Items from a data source
+ + +

//! Protocol synthesizer: ServerRecord -> OutboundConfig and URI codecs
//!
//! One submodule per wire family. REALITY and XHTTP records travel as
//! `vless://` share links and are told apart by `security=reality` /
//! `type=xhttp`, so the vless codec owns all three. Dispatch is exhaustive
//! over the protocol enum; there is no default case to fall through to a
//! wrong protocol's settings.

mod hysteria;
mod shadowsocks;
mod trojan;
mod uri;
mod vless;
mod vmess;

pub(crate) use uri::{encode_query, query_get, split_authority};

use crate::model::{NetworkType, Protocol, SecurityType, ServerRecord, TransportSettings};
use crate::{Error, Result};
use serde::{Deserialize, Serialize};
use std::collections::HashMap;

/// Outbound tag used for the primary proxy path.
pub const PROXY_TAG: &str = "proxy";
pub const DIRECT_TAG: &str = "direct";
pub const BLOCK_TAG: &str = "block";

/// Engine-facing outbound object. Produced, never hand-edited: any change
/// goes through a `ServerRecord` mutation followed by re-synthesis.
#[derive(Debug, Clone, PartialEq, Serialize, Deserialize)]
#[serde(rename_all = "camelCase")]
pub struct OutboundConfig {
    pub tag: String,
    pub protocol: String,
    #[serde(skip_serializing_if = "Option::is_none")]
    pub settings: Option<OutboundSettings>,
    #[serde(skip_serializing_if = "Option::is_none")]
    pub stream_settings: Option<StreamSettings>,
}

impl OutboundConfig {
    pub fn direct() -> Self {
        OutboundConfig {
            tag: DIRECT_TAG.to_string(),
            protocol: "freedom".to_string(),
            settings: None,
            stream_settings: None,
        }
    }

    pub fn block() -> Self {
        OutboundConfig {
            tag: BLOCK_TAG.to_string(),
            protocol: "blackhole".to_string(),
            settings: None,
            stream_settings: None,
        }
    }
}

/// Protocol settings block of an outbound
#[derive(Debug, Clone, PartialEq, Serialize, Deserialize)]
#[serde(untagged)]
pub enum OutboundSettings {
    /// vmess / vless style
    Vnext { vnext: Vec<VnextServer> },
    /// trojan / shadowsocks style
    Servers { servers: Vec<ServerEntry> },
    /// hysteria2 style
    Hysteria2 {
        address: String,
        port: u16,
        password: String,
        #[serde(skip_serializing_if = "Option::is_none")]
        obfs: Option<ObfsSettings>,
    },
}

#[derive(Debug, Clone, PartialEq, Serialize, Deserialize)]
#[serde(rename_all = "camelCase")]
pub struct VnextServer {
    pub address: String,
    pub port: u16,
    pub users: Vec<OutboundUser>,
}

#[derive(Debug, Clone, PartialEq, Default, Serialize, Deserialize)]
#[serde(rename_all = "camelCase")]
pub struct OutboundUser {
    pub id: String,
    #[serde(skip_serializing_if = "Option::is_none")]
    pub alter_id: Option<u16>,
    #[serde(skip_serializing_if = "Option::is_none")]
    pub security: Option<String>,
    #[serde(skip_serializing_if = "Option::is_none")]
    pub encryption: Option<String>,
    #[serde(skip_serializing_if = "Option::is_none")]
    pub flow: Option<String>,
}

#[derive(Debug, Clone, PartialEq, Default, Serialize, Deserialize)]
#[serde(rename_all = "camelCase")]
pub struct ServerEntry {
    pub address: String,
    pub port: u16,
    #[serde(skip_serializing_if = "Option::is_none")]
    pub password: Option<String>,
    #[serde(skip_serializing_if = "Option::is_none")]
    pub method: Option<String>,
}

#[derive(Debug, Clone, PartialEq, Serialize, Deserialize)]
#[serde(rename_all = "camelCase")]
pub struct ObfsSettings {
    pub r#type: String,
    #[serde(skip_serializing_if = "Option::is_none")]
    pub password: Option<String>,
}

/// Stream (transport + security) block of an outbound
#[derive(Debug, Clone, PartialEq, Default, Serialize, Deserialize)]
#[serde(rename_all = "camelCase")]
pub struct StreamSettings {
    pub network: String,
    pub security: String,
    #[serde(skip_serializing_if = "Option::is_none")]
    pub tls_settings: Option<TlsSettings>,
    #[serde(skip_serializing_if = "Option::is_none")]
    pub reality_settings: Option<RealitySettings>,
    #[serde(skip_serializing_if = "Option::is_none")]
    pub ws_settings: Option<WsSettings>,
    #[serde(skip_serializing_if = "Option::is_none")]
    pub grpc_settings: Option<GrpcSettings>,
    #[serde(skip_serializing_if = "Option::is_none")]
    pub xhttp_settings: Option<XhttpSettings>,
}

#[derive(Debug, Clone, PartialEq, Default, Serialize, Deserialize)]
#[serde(rename_all = "camelCase")]
pub struct TlsSettings {
    #[serde(skip_serializing_if = "Option::is_none")]
    pub server_name: Option<String>,
    #[serde(skip_serializing_if = "Vec::is_empty", default)]
    pub alpn: Vec<String>,
    #[serde(skip_serializing_if = "Option::is_none")]
    pub fingerprint: Option<String>,
    #[serde(skip_serializing_if = "std::ops::Not::not", default)]
    pub allow_insecure: bool,
}

#[derive(Debug, Clone, PartialEq, Default, Serialize, Deserialize)]
#[serde(rename_all = "camelCase")]
pub struct RealitySettings {
    pub public_key: String,
    #[serde(skip_serializing_if = "Option::is_none")]
    pub server_name: Option<String>,
    #[serde(skip_serializing_if = "Option::is_none")]
    pub short_id: Option<String>,
    #[serde(skip_serializing_if = "Option::is_none")]
    pub spider_x: Option<String>,
    #[serde(skip_serializing_if = "Option::is_none")]
    pub fingerprint: Option<String>,
}

#[derive(Debug, Clone, PartialEq, Default, Serialize, Deserialize)]
#[serde(rename_all = "camelCase")]
pub struct WsSettings {
    #[serde(skip_serializing_if = "Option::is_none")]
    pub path: Option<String>,
    #[serde(skip_serializing_if = "Option::is_none")]
    pub headers: Option<HashMap<String, String>>,
}

#[derive(Debug, Clone, PartialEq, Default, Serialize, Deserialize)]
#[serde(rename_all = "camelCase")]
pub struct GrpcSettings {
    pub service_name: String,
}

#[derive(Debug, Clone, PartialEq, Default, Serialize, Deserialize)]
#[serde(rename_all = "camelCase")]
pub struct XhttpSettings {
    #[serde(skip_serializing_if = "Option::is_none")]
    pub path: Option<String>,
    #[serde(skip_serializing_if = "Option::is_none")]
    pub host: Option<String>,
    #[serde(skip_serializing_if = "Option::is_none")]
    pub mode: Option<String>,
}

/// Build the stream block from a record's transport settings. REALITY
/// records get a reality block regardless of what the transport block says,
/// because for them the security layer is not optional.
pub(crate) fn stream_from_transport(
    record: &ServerRecord,
    t: &TransportSettings,
) -> Result<StreamSettings> {
    let mut stream = StreamSettings {
        network: t.network.to_string(),
        security: t.security.to_string(),
        ..Default::default()
    };

    match record.protocol() {
        Protocol::Reality => stream.security = SecurityType::Reality.to_string(),
        p if p.security_mandatory() && t.security == SecurityType::None => {
            stream.security = SecurityType::Tls.to_string();
        }
        _ => {}
    }

    if stream.security == "tls" {
        stream.tls_settings = Some(TlsSettings {
            server_name: t.sni.clone().or_else(|| Some(record.address.clone())),
            alpn: t.alpn.clone(),
            fingerprint: t.fingerprint.clone(),
            allow_insecure: t.allow_insecure,
        });
    }

    match t.network {
        NetworkType::Ws => {
            let headers = t.ws_host.as_ref().map(|h| {
                let mut m = HashMap::new();
                m.insert("Host".to_string(), h.clone());
                m
            });
            stream.ws_settings = Some(WsSettings {
                path: t.ws_path.clone(),
                headers,
            });
        }
        NetworkType::Grpc => {
            let service_name = t
                .grpc_service_name
                .clone()
                .ok_or_else(|| Error::missing_field(&record.protocol().to_string(), "grpc_service_name"))?;
            stream.grpc_settings = Some(GrpcSettings { service_name });
        }
        NetworkType::Xhttp => {
            stream.xhttp_settings = Some(XhttpSettings {
                path: t.ws_path.clone(),
                host: t.ws_host.clone(),
                mode: None,
            });
        }
        NetworkType::Tcp => {}
    }

    Ok(stream)
}

/// Read the common transport query keys (`type`, `security`, `sni`, `path`,
/// `host`, `serviceName`, `alpn`, `fp`, `allowInsecure`) of a share link.
pub(crate) fn transport_from_query(
    query: &[(String, String)],
    default_security: SecurityType,
) -> Result<TransportSettings> {
    let network = match query_get(query, "type") {
        Some(s) => NetworkType::try_from(s)?,
        None => NetworkType::Tcp,
    };
    let security = match query_get(query, "security") {
        Some("tls") => SecurityType::Tls,
        Some("reality") => SecurityType::Reality,
        Some("none") => SecurityType::None,
        Some(other) => return Err(Error::parse(format!("unknown security: {}", other))),
        None => default_security,
    };

    Ok(TransportSettings {
        network,
        security,
        sni: query_get(query, "sni").map(str::to_string),
        alpn: query_get(query, "alpn")
            .map(|a| a.split(',').map(str::to_string).collect())
            .unwrap_or_default(),
        fingerprint: query_get(query, "fp").map(str::to_string),
        ws_path: query_get(query, "path").map(str::to_string),
        ws_host: query_get(query, "host").map(str::to_string),
        grpc_service_name: query_get(query, "serviceName").map(str::to_string),
        allow_insecure: matches!(query_get(query, "allowInsecure"), Some("1") | Some("true")),
    })
}

/// Inverse of [`transport_from_query`]: the query pairs a transport block
/// contributes to a generated link.
pub(crate) fn transport_query_pairs(t: &TransportSettings) -> Vec<(&'static str, String)> {
    let mut pairs = vec![
        ("security", t.security.to_string()),
        ("sni", t.sni.clone().unwrap_or_default()),
        ("type", t.network.to_string()),
        ("path", t.ws_path.clone().unwrap_or_default()),
        ("host", t.ws_host.clone().unwrap_or_default()),
        ("serviceName", t.grpc_service_name.clone().unwrap_or_default()),
        ("alpn", t.alpn.join(",")),
        ("fp", t.fingerprint.clone().unwrap_or_default()),
    ];
    if t.allow_insecure {
        pairs.push(("allowInsecure", "1".to_string()));
    }
    pairs
}

/// Synthesize the engine outbound for a record. Fails with a validation
/// error naming the missing/invalid field.
pub fn synthesize(record: &ServerRecord) -> Result<OutboundConfig> {
    record.validate_core()?;
    match record.protocol() {
        Protocol::Vmess => vmess::synthesize(record),
        Protocol::Vless | Protocol::Reality | Protocol::Xhttp => vless::synthesize(record),
        Protocol::Trojan => trojan::synthesize(record),
        Protocol::Shadowsocks => shadowsocks::synthesize(record),
        Protocol::Hysteria => hysteria::synthesize(record),
    }
}

/// Parse a share-link URI into a record (group assigned by the caller).
pub fn parse_uri(text: &str) -> Result<ServerRecord> {
    let text = text.trim();
    if let Some(rest) = text.strip_prefix("vmess://") {
        vmess::parse(rest)
    } else if let Some(rest) = text.strip_prefix("vless://") {
        vless::parse(rest)
    } else if let Some(rest) = text.strip_prefix("trojan://") {
        trojan::parse(rest)
    } else if let Some(rest) = text.strip_prefix("ss://") {
        shadowsocks::parse(rest)
    } else if let Some(rest) = text
        .strip_prefix("hysteria2://")
        .or_else(|| text.strip_prefix("hy2://"))
    {
        hysteria::parse(rest)
    } else {
        Err(Error::parse(format!("Unknown URI scheme: {}", text)))
    }
}

/// Generate the canonical share-link URI for a record.
pub fn generate_uri(record: &ServerRecord) -> Result<String> {
    record.validate_core()?;
    match record.protocol() {
        Protocol::Vmess => vmess::generate(record),
        Protocol::Vless | Protocol::Reality | Protocol::Xhttp => vless::generate(record),
        Protocol::Trojan => trojan::generate(record),
        Protocol::Shadowsocks => shadowsocks::generate(record),
        Protocol::Hysteria => hysteria::generate(record),
    }
}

+ + +

WORK TO BE COMPLETED -
Above are some lines. Repeat exactly, and only, those from the line that has "transport settings. REALITY" through the line that has "let headers = t.ws_host.as_ref().map(|h|".

RESULT -
/// Build the stream block from a record's transport settings. REALITY
/// records get a reality block regardless of what the transport block says,
/// because for them the security layer is not optional.
pub(crate) fn stream_from_transport(
    record: &ServerRecord,
    t: &TransportSettings,
) -> Result<StreamSettings> {
    let mut stream = StreamSettings {
        network: t.network.to_string(),
        security: t.security.to_string(),
        ..Default::default()
    };

    match record.protocol() {
        Protocol::Reality => stream.security = SecurityType::Reality.to_string(),
        p if p.security_mandatory() && t.security == SecurityType::None => {
            stream.security = SecurityType::Tls.to_string();
        }
        _ => {}
    }

    if stream.security == "tls" {
        stream.tls_settings = Some(TlsSettings {
            server_name: t.sni.clone().or_else(|| Some(record.address.clone())),
            alpn: t.alpn.clone(),
            fingerprint: t.fingerprint.clone(),
            allow_insecure: t.allow_insecure,
        });
    }

    match t.network {
        NetworkType::Ws => {
            let headers = t.ws_host.as_ref().map(|h| {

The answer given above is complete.